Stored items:
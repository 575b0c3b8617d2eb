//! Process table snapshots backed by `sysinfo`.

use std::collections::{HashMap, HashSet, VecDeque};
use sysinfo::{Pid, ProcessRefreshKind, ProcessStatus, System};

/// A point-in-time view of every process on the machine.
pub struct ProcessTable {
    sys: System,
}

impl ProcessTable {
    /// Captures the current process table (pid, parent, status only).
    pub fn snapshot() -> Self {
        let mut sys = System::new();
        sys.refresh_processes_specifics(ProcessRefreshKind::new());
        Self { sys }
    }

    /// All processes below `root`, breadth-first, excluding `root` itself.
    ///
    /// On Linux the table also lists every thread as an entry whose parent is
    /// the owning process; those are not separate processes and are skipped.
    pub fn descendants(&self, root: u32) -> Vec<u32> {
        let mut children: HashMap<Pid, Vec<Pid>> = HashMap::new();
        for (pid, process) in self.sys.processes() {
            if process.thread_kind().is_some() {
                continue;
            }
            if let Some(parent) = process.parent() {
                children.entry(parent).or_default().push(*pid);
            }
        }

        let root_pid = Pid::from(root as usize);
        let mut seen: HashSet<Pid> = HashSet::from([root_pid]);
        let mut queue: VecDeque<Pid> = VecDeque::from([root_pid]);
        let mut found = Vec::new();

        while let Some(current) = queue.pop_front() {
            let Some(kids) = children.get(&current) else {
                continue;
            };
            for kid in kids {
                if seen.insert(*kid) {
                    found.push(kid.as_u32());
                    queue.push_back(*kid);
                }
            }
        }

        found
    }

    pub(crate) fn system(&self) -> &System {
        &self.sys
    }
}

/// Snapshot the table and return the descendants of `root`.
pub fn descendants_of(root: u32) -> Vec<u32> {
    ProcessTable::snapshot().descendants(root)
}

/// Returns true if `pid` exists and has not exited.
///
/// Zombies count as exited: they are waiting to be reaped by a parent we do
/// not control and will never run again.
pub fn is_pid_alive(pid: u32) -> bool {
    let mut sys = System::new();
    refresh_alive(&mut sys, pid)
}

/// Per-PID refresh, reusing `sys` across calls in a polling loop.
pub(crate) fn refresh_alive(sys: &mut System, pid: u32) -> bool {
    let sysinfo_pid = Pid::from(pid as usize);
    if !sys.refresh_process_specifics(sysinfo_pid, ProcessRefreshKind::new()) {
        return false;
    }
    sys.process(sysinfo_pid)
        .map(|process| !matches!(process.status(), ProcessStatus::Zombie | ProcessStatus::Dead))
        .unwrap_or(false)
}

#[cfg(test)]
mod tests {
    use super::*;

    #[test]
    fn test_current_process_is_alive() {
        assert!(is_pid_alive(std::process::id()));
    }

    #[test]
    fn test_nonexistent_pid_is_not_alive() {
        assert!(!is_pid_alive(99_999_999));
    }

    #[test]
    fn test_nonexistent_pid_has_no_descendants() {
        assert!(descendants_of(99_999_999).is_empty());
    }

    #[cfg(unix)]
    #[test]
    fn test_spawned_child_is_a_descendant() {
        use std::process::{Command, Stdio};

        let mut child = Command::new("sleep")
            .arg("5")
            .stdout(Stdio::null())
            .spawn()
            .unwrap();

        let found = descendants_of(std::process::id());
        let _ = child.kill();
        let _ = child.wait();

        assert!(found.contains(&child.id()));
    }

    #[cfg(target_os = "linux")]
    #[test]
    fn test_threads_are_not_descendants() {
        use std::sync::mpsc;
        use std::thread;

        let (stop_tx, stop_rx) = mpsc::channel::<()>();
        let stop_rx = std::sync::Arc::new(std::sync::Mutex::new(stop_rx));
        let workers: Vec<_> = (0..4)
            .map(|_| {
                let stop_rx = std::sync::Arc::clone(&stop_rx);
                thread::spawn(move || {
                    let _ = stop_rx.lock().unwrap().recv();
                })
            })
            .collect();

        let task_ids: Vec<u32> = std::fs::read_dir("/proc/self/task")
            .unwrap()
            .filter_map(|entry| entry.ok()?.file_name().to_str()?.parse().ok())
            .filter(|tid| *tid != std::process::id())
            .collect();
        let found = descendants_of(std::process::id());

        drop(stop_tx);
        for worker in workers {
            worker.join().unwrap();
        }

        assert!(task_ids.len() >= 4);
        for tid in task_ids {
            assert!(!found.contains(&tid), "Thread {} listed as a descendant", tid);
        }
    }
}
...
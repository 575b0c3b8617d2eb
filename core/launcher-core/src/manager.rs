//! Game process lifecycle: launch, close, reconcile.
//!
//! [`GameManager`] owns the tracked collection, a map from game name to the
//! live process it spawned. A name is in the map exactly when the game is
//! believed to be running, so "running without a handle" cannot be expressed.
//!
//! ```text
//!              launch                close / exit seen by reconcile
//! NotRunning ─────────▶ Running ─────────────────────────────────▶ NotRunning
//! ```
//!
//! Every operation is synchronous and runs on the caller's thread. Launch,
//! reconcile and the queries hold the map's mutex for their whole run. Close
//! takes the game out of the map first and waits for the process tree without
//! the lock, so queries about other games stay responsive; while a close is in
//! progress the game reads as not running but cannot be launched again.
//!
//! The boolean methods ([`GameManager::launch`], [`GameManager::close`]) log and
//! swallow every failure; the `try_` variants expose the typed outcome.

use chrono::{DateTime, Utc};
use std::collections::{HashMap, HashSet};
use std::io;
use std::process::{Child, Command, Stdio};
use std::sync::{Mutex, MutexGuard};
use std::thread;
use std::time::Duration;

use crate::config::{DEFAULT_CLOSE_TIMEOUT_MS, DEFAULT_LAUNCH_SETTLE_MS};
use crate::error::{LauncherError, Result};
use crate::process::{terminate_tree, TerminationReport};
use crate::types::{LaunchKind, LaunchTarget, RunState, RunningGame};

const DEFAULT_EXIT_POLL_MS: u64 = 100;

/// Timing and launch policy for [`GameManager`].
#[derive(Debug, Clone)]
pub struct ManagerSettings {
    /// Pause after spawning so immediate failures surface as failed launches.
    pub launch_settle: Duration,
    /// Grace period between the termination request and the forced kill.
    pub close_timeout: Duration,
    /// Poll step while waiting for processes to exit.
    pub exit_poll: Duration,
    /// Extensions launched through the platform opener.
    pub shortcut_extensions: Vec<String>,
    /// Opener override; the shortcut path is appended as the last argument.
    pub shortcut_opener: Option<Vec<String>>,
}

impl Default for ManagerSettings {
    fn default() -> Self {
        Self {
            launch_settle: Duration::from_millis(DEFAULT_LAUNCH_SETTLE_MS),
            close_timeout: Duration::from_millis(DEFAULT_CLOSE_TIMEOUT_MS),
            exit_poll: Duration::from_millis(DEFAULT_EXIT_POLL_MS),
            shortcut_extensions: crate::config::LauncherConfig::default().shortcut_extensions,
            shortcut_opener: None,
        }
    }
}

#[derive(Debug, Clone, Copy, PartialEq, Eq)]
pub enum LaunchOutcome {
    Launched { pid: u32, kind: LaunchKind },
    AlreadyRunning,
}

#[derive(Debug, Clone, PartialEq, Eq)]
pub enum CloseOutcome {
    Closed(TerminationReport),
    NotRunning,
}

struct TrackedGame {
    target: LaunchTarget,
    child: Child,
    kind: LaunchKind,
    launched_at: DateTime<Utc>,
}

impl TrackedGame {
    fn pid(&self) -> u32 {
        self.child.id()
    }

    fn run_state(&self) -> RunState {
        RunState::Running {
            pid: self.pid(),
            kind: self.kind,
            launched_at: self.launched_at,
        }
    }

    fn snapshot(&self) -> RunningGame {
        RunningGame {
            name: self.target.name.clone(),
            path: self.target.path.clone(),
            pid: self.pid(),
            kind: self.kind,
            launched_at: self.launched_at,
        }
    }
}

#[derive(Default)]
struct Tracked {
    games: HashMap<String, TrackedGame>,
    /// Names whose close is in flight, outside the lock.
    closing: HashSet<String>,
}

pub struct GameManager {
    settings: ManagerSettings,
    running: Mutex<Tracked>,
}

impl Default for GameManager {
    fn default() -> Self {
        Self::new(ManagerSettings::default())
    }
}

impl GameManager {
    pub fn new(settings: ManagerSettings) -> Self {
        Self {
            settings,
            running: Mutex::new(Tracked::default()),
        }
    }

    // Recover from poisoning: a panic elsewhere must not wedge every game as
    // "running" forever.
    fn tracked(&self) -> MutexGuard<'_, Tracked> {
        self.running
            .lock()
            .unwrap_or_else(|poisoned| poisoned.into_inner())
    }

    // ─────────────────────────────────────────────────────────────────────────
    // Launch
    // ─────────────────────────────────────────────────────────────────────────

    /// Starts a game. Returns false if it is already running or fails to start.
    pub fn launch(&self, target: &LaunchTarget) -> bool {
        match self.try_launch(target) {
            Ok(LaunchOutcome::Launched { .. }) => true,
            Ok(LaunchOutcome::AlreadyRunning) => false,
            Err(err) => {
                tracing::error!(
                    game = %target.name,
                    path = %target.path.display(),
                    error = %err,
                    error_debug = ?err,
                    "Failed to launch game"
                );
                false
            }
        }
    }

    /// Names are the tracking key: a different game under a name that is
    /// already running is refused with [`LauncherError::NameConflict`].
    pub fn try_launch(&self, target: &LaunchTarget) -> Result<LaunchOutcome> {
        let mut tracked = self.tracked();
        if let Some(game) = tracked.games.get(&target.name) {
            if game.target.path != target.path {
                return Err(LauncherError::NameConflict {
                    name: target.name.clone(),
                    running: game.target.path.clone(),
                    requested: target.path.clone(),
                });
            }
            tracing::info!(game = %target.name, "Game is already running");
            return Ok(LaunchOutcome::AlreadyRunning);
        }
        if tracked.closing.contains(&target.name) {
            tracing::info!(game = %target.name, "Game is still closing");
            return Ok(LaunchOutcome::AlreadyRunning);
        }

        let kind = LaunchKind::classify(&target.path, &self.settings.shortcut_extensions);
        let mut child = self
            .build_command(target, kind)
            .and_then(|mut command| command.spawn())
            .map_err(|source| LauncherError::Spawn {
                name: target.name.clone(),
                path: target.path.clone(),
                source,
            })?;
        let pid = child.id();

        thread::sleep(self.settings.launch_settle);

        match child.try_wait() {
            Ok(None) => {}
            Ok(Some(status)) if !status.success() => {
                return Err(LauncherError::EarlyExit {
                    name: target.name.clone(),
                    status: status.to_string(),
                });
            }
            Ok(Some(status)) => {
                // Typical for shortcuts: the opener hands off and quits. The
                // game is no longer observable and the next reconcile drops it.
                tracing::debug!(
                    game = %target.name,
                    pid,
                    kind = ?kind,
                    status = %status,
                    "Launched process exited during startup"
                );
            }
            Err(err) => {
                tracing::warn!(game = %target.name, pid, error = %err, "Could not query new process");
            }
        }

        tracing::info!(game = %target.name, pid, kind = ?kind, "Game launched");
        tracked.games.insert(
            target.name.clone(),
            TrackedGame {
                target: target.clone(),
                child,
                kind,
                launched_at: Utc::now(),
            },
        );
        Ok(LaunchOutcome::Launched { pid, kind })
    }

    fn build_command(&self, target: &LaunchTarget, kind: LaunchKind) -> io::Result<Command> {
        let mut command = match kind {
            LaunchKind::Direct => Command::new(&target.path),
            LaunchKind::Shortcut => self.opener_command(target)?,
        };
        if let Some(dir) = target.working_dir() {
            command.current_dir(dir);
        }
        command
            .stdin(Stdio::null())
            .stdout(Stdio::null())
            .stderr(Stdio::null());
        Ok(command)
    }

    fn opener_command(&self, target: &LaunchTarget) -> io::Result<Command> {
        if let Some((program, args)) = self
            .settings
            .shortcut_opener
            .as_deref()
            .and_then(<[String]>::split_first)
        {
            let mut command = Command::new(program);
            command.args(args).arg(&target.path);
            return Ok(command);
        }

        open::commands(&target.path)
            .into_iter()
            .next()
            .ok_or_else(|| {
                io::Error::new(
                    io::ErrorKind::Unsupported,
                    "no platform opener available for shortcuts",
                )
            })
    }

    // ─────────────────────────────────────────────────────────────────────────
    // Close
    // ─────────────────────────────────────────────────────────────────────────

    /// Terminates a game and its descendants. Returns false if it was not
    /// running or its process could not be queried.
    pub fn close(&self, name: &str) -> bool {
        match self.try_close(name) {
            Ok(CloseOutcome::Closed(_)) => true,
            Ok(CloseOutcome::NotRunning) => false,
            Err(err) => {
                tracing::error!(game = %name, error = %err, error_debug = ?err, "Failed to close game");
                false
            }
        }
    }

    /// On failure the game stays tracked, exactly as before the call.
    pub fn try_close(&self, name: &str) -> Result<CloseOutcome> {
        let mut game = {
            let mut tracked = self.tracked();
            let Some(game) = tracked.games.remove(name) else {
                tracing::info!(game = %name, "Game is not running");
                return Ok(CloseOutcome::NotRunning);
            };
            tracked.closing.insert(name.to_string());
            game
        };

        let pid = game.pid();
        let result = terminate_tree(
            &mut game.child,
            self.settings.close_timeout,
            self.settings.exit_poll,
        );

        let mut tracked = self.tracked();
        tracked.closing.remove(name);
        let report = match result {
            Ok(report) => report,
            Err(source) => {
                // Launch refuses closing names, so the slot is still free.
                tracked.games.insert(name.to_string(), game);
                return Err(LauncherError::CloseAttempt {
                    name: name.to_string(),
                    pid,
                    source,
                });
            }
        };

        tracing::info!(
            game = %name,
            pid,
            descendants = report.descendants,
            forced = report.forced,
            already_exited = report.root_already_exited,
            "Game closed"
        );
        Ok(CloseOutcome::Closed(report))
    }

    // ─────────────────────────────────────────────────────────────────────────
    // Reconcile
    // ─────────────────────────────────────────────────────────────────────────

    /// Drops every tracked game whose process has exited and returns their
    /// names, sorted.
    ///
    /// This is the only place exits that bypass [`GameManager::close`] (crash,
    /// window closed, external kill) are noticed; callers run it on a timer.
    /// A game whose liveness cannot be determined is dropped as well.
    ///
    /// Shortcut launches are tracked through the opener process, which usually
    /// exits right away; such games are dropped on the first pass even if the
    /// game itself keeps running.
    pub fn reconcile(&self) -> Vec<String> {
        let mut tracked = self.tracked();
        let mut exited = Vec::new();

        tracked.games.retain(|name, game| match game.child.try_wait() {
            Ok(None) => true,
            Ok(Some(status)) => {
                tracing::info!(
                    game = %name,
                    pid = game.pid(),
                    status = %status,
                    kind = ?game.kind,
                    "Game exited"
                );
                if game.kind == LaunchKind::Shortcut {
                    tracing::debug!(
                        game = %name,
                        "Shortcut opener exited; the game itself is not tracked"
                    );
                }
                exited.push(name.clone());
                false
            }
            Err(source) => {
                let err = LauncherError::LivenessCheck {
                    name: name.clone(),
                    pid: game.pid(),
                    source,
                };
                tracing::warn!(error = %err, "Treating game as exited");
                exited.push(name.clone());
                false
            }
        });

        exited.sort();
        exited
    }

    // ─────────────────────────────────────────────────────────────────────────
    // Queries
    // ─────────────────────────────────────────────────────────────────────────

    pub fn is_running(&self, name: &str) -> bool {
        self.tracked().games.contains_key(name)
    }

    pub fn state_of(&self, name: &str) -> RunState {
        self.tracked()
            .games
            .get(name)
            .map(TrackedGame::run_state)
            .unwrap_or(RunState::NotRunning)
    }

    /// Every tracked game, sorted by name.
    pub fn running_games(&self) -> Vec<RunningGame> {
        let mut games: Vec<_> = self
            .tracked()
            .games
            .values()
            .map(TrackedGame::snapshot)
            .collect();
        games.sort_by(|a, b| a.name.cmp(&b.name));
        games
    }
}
* * *
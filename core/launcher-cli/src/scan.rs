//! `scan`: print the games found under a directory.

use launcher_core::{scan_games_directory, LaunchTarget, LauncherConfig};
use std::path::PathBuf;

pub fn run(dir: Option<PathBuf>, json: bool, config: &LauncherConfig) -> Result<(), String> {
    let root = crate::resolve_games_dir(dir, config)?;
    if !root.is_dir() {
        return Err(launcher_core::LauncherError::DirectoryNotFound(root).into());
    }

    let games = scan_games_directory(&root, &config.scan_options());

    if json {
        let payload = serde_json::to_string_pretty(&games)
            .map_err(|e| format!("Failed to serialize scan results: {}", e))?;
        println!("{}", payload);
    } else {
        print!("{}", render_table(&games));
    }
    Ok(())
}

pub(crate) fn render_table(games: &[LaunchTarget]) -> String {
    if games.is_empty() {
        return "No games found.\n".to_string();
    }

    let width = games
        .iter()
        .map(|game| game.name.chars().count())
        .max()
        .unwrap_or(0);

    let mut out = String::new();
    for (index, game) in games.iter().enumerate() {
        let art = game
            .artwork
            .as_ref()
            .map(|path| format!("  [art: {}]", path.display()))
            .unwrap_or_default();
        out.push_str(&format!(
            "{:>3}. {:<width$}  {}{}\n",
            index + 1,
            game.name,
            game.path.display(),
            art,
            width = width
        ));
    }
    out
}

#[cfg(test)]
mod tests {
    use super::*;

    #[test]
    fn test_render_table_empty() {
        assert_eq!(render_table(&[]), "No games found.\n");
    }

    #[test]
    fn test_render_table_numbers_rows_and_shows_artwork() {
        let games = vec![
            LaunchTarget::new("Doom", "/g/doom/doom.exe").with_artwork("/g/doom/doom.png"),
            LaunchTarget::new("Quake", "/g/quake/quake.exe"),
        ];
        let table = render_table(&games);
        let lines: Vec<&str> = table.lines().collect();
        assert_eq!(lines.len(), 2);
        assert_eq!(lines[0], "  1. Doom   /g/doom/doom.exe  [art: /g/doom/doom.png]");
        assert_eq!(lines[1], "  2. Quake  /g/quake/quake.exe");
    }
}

#### [Problem description]
Would you count the lines in the data that contain "without" and answer with only the number?

#### [Answer below]
2